Parents and grandparents often transfer IRAs to minor children within their estate plans. A rule called Tax on a Child’s Investment or Other Unearned Income (also known as the “kiddie tax”), was enacted to curtail transfers for the main purpose of avoiding higher taxes that would be paid by adults. The recently enacted Tax Cuts & Jobs Act (TCJA) makes subtle changes to this rule.
An IRA can be a great legacy to leave minor children. The child receives required minimum distributions, but because of her age, most of the money stays in the account and keeps earning. Before the enactment of the TCJA, the standard deduction for a child declared as a dependent on a parent’s tax return was $1050 and the kiddie tax only kicked in once unearned income reached $1050. This means, only investment earnings above $2100 were taxed, and the rate matched the parents’ tax rate. Under the TCJA, this threshold for the kiddie tax remains the same, however, the income will now be taxed using the schedule for Estates and Trusts, which reaches higher rates more quickly than the rates used on personal income.

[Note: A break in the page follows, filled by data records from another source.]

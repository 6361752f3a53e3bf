//! Remote session adapter.
//!
//! Serves sessions from the shared session table, scoped to whoever the
//! identity provider reports as signed in. Every call resolves the identity
//! first and fails with `Unauthenticated` when nobody is signed in.
//!
//! # Record translation
//!
//! | Session        | Record          |
//! |----------------|-----------------|
//! | `id`           | `id`            |
//! | `title`        | `title`         |
//! | `summary`      | `summary`       |
//! | `currentPhase` | `current_phase` |
//! | `answers`      | `answers`       |
//! | `createdAt`    | `created_at`    |
//! | `updatedAt`    | `updated_at`    |
//!
//! Answers are a lossy projection: only the text travels. Confidence, note
//! and per-answer timestamps are dropped on write, and on read every
//! answer's `answered_at` becomes the record's `updated_at`.

use std::collections::BTreeMap;
use std::sync::Arc;

use async_trait::async_trait;
use futures::StreamExt;

use crate::domain::foundation::{PhaseId, QuestionId, SessionId, UserId};
use crate::domain::session::{Answer, Session, SessionOrigin};
use crate::ports::{
    BackendKind, IdentityProvider, NewSessionRecord, RemoteSessionRecords, SessionBackend,
    SessionRecord, SessionRecordPatch, SessionsCallback, StorageError, Subscription,
};

/// Session storage in the remote multi-tenant backend.
#[derive(Clone)]
pub struct RemoteSessionAdapter {
    records: Arc<dyn RemoteSessionRecords>,
    identity: Arc<dyn IdentityProvider>,
}

impl RemoteSessionAdapter {
    pub fn new(records: Arc<dyn RemoteSessionRecords>, identity: Arc<dyn IdentityProvider>) -> Self {
        Self { records, identity }
    }

    /// Sessions of the signed-in user, newest-updated first.
    ///
    /// Records that do not translate are logged and skipped.
    pub async fn list(&self) -> Result<Vec<Session>, StorageError> {
        let user_id = self.require_user().await?;
        list_sessions(self.records.as_ref(), &user_id).await
    }

    pub async fn get(&self, id: &SessionId) -> Result<Option<Session>, StorageError> {
        let user_id = self.require_user().await?;
        match self.records.get(&user_id, id).await? {
            Some(record) => Ok(Some(record_to_session(record)?)),
            None => Ok(None),
        }
    }

    /// Creates a record from `draft`; the result carries the server id and
    /// timestamps.
    ///
    /// A draft whose record could not be read back is rejected before
    /// anything is written.
    pub async fn create(&self, draft: &Session) -> Result<Session, StorageError> {
        let user_id = self.require_user().await?;
        let new = session_to_new_record(&user_id, draft);
        ensure_translatable(draft.id(), &new.answers)?;
        let record = self.records.insert(new).await?;
        record_to_session(record)
    }

    /// Overwrites the record `id` with the fields of `session`.
    ///
    /// Returns `Ok(None)` when no such record exists.
    pub async fn update(&self, id: &SessionId, session: &Session) -> Result<Option<Session>, StorageError> {
        let user_id = self.require_user().await?;
        let patch = session_to_patch(session);
        if let Some(answers) = &patch.answers {
            ensure_translatable(id, answers)?;
        }
        match self.records.update(&user_id, id, patch).await? {
            Some(record) => Ok(Some(record_to_session(record)?)),
            None => Ok(None),
        }
    }

    /// Deletes the record `id`; a missing record is not an error.
    pub async fn delete(&self, id: &SessionId) -> Result<(), StorageError> {
        let user_id = self.require_user().await?;
        self.records.delete(&user_id, id).await
    }

    /// Delivers the refreshed session list to `callback` after every change
    /// to the signed-in user's records.
    pub async fn subscribe_to_changes(&self, callback: SessionsCallback) -> Result<Subscription, StorageError> {
        let user_id = self.require_user().await?;
        let mut changes = self.records.watch(&user_id).await?;
        let records = Arc::clone(&self.records);

        let task = tokio::spawn(async move {
            while let Some(notice) = changes.next().await {
                tracing::debug!(session_id = %notice.record_id, kind = ?notice.kind, "Session change received");
                match list_sessions(records.as_ref(), &user_id).await {
                    Ok(sessions) => callback(sessions),
                    Err(e) => tracing::warn!("Failed to refresh sessions after change: {}", e),
                }
            }
            tracing::debug!(user_id = %user_id, "Session change feed closed");
        });

        Ok(Subscription::from_task(task))
    }

    async fn require_user(&self) -> Result<UserId, StorageError> {
        match self.identity.current_user().await? {
            Some(user) => Ok(user.id),
            None => Err(StorageError::Unauthenticated),
        }
    }
}

#[async_trait]
impl SessionBackend for RemoteSessionAdapter {
    fn kind(&self) -> BackendKind {
        BackendKind::Remote
    }

    async fn load_all(&self) -> Result<Vec<Session>, StorageError> {
        self.list().await
    }

    async fn get(&self, id: &SessionId) -> Result<Option<Session>, StorageError> {
        RemoteSessionAdapter::get(self, id).await
    }

    /// Updates sessions that already have a remote record and creates the
    /// rest. Updating a record that no longer exists returns the input.
    async fn save(&self, session: &Session) -> Result<Session, StorageError> {
        match session.origin() {
            SessionOrigin::Remote => Ok(self
                .update(session.id(), session)
                .await?
                .unwrap_or_else(|| session.clone())),
            SessionOrigin::Local => self.create(session).await,
        }
    }

    async fn delete(&self, id: &SessionId) -> Result<(), StorageError> {
        RemoteSessionAdapter::delete(self, id).await
    }

    async fn subscribe(&self, callback: SessionsCallback) -> Result<Subscription, StorageError> {
        self.subscribe_to_changes(callback).await
    }
}

async fn list_sessions(records: &dyn RemoteSessionRecords, user_id: &UserId) -> Result<Vec<Session>, StorageError> {
    let mut sessions: Vec<Session> = records
        .list(user_id)
        .await?
        .into_iter()
        .filter_map(|record| match record_to_session(record) {
            Ok(session) => Some(session),
            Err(e) => {
                tracing::warn!("Skipping remote session record: {}", e);
                None
            }
        })
        .collect();
    sessions.sort_by(|a, b| b.updated_at().cmp(a.updated_at()));
    Ok(sessions)
}

// ─────────────────────────────────────────────────────────────────────────────
// Translation
// ─────────────────────────────────────────────────────────────────────────────

/// Translates a record into a remote-origin session.
///
/// # Errors
///
/// - `InvalidRecord` for an unknown phase or an unusable question id
pub fn record_to_session(record: SessionRecord) -> Result<Session, StorageError> {
    let current_phase: PhaseId = record
        .current_phase
        .parse()
        .map_err(|_| StorageError::invalid_record(record.id, format!("unknown phase '{}'", record.current_phase)))?;

    let mut answers = BTreeMap::new();
    for (question, value) in record.answers {
        let question_id = QuestionId::new(question)
            .map_err(|e| StorageError::invalid_record(record.id, e.to_string()))?;
        answers.insert(question_id, Answer::from_text(value, Some(record.updated_at)));
    }

    Ok(Session::reconstitute(
        record.id,
        record.title,
        record.summary,
        current_phase,
        answers,
        record.created_at,
        record.updated_at,
        SessionOrigin::Remote,
    ))
}

/// Checks that every answer key of a projection reads back as a question id.
fn ensure_translatable(id: &SessionId, answers: &BTreeMap<String, String>) -> Result<(), StorageError> {
    for question in answers.keys() {
        QuestionId::new(question.as_str()).map_err(|e| StorageError::invalid_record(id, e.to_string()))?;
    }
    Ok(())
}

fn flat_answers(session: &Session) -> BTreeMap<String, String> {
    session
        .answers()
        .iter()
        .map(|(id, answer)| (id.as_str().to_string(), answer.value().to_string()))
        .collect()
}

pub fn session_to_new_record(user_id: &UserId, session: &Session) -> NewSessionRecord {
    NewSessionRecord {
        user_id: user_id.clone(),
        title: session.title().to_string(),
        summary: session.summary().map(str::to_string),
        current_phase: session.current_phase().as_str().to_string(),
        answers: flat_answers(session),
    }
}

pub fn session_to_patch(session: &Session) -> SessionRecordPatch {
    SessionRecordPatch {
        title: Some(session.title().to_string()),
        summary: Some(session.summary().map(str::to_string)),
        current_phase: Some(session.current_phase().as_str().to_string()),
        answers: Some(flat_answers(session)),
    }
}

The new structure has the greatest impact on those with higher investment income. For example, while the first $2,550 above the threshold is taxed at 10 percent, the next $6,600 will be taxed at 24 percent. At the top level of any dollar amount above $12,501, the rate reaches 37 percent.

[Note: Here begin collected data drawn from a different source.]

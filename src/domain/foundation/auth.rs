//! Identity types for the domain layer.
//!
//! These types describe who (if anyone) is signed in. They have no
//! dependency on a particular identity provider; any provider can populate
//! them through the `IdentityProvider` port.

use super::UserId;
use thiserror::Error;

/// A user resolved by the external identity provider.
#[derive(Debug, Clone, PartialEq, Eq)]
pub struct AuthenticatedUser {
    /// The unique user identifier from the identity provider.
    pub id: UserId,

    /// User's email address, when the provider shares it.
    pub email: Option<String>,

    /// Display name if available.
    pub display_name: Option<String>,
}

impl AuthenticatedUser {
    /// Creates a new authenticated user.
    pub fn new(id: UserId, email: Option<String>, display_name: Option<String>) -> Self {
        Self {
            id,
            email,
            display_name,
        }
    }

    /// Returns the display name, falling back to the email and then the id.
    pub fn label(&self) -> &str {
        self.display_name
            .as_deref()
            .or(self.email.as_deref())
            .unwrap_or(self.id.as_str())
    }
}

/// Result of an identity probe.
#[derive(Debug, Clone, PartialEq, Eq)]
pub enum IdentityState {
    Authenticated(AuthenticatedUser),
    Anonymous,
}

impl IdentityState {
    /// Returns true when a user is signed in.
    pub fn is_authenticated(&self) -> bool {
        matches!(self, IdentityState::Authenticated(_))
    }

    /// Returns the signed-in user, if any.
    pub fn user(&self) -> Option<&AuthenticatedUser> {
        match self {
            IdentityState::Authenticated(user) => Some(user),
            IdentityState::Anonymous => None,
        }
    }
}

impl From<Option<AuthenticatedUser>> for IdentityState {
    fn from(user: Option<AuthenticatedUser>) -> Self {
        match user {
            Some(user) => IdentityState::Authenticated(user),
            None => IdentityState::Anonymous,
        }
    }
}

/// Errors raised while probing the identity provider.
#[derive(Debug, Clone, PartialEq, Eq, Error)]
pub enum AuthError {
    /// The stored credentials are no longer accepted.
    #[error("Session expired")]
    SessionExpired,

    /// The identity provider could not be reached.
    #[error("Identity service unavailable: {0}")]
    ServiceUnavailable(String),
}

impl AuthError {
    /// Creates a service unavailable error with a message.
    pub fn service_unavailable(message: impl Into<String>) -> Self {
        Self::ServiceUnavailable(message.into())
    }

    /// Returns true if this is a transient error that may succeed on retry.
    pub fn is_transient(&self) -> bool {
        matches!(self, AuthError::ServiceUnavailable(_))
    }
}

#[cfg(test)]
mod tests {
    use super::*;

    fn test_user() -> AuthenticatedUser {
        AuthenticatedUser::new(
            UserId::new("user-123").unwrap(),
            Some("test@example.com".to_string()),
            None,
        )
    }

    #[test]
    fn label_falls_back_to_email_then_id() {
        let user = test_user();
        assert_eq!(user.label(), "test@example.com");

        let bare = AuthenticatedUser::new(UserId::new("user-9").unwrap(), None, None);
        assert_eq!(bare.label(), "user-9");

        let named = AuthenticatedUser::new(
            UserId::new("user-9").unwrap(),
            None,
            Some("Alice".to_string()),
        );
        assert_eq!(named.label(), "Alice");
    }

    #[test]
    fn identity_state_from_option() {
        assert!(IdentityState::from(Some(test_user())).is_authenticated());
        assert_eq!(IdentityState::from(None), IdentityState::Anonymous);
        assert!(IdentityState::Anonymous.user().is_none());
    }

    #[test]
    fn only_service_unavailable_is_transient() {
        assert!(AuthError::service_unavailable("down").is_transient());
        assert!(!AuthError::SessionExpired.is_transient());
    }
}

One way to minimize tax liability when leaving an IRA to minor children, kids, is to use a Roth IRA as opposed to a traditional IRA. As long as the account holder had the Roth account for more than 5 years, there is no tax on required minimum distributions.
Using an IRA as an estate planning tool can be a great way to transfer wealth to minors. However, there are strategies available to limit tax liabilities and these should be discussed with an experienced trusts and estates attorney.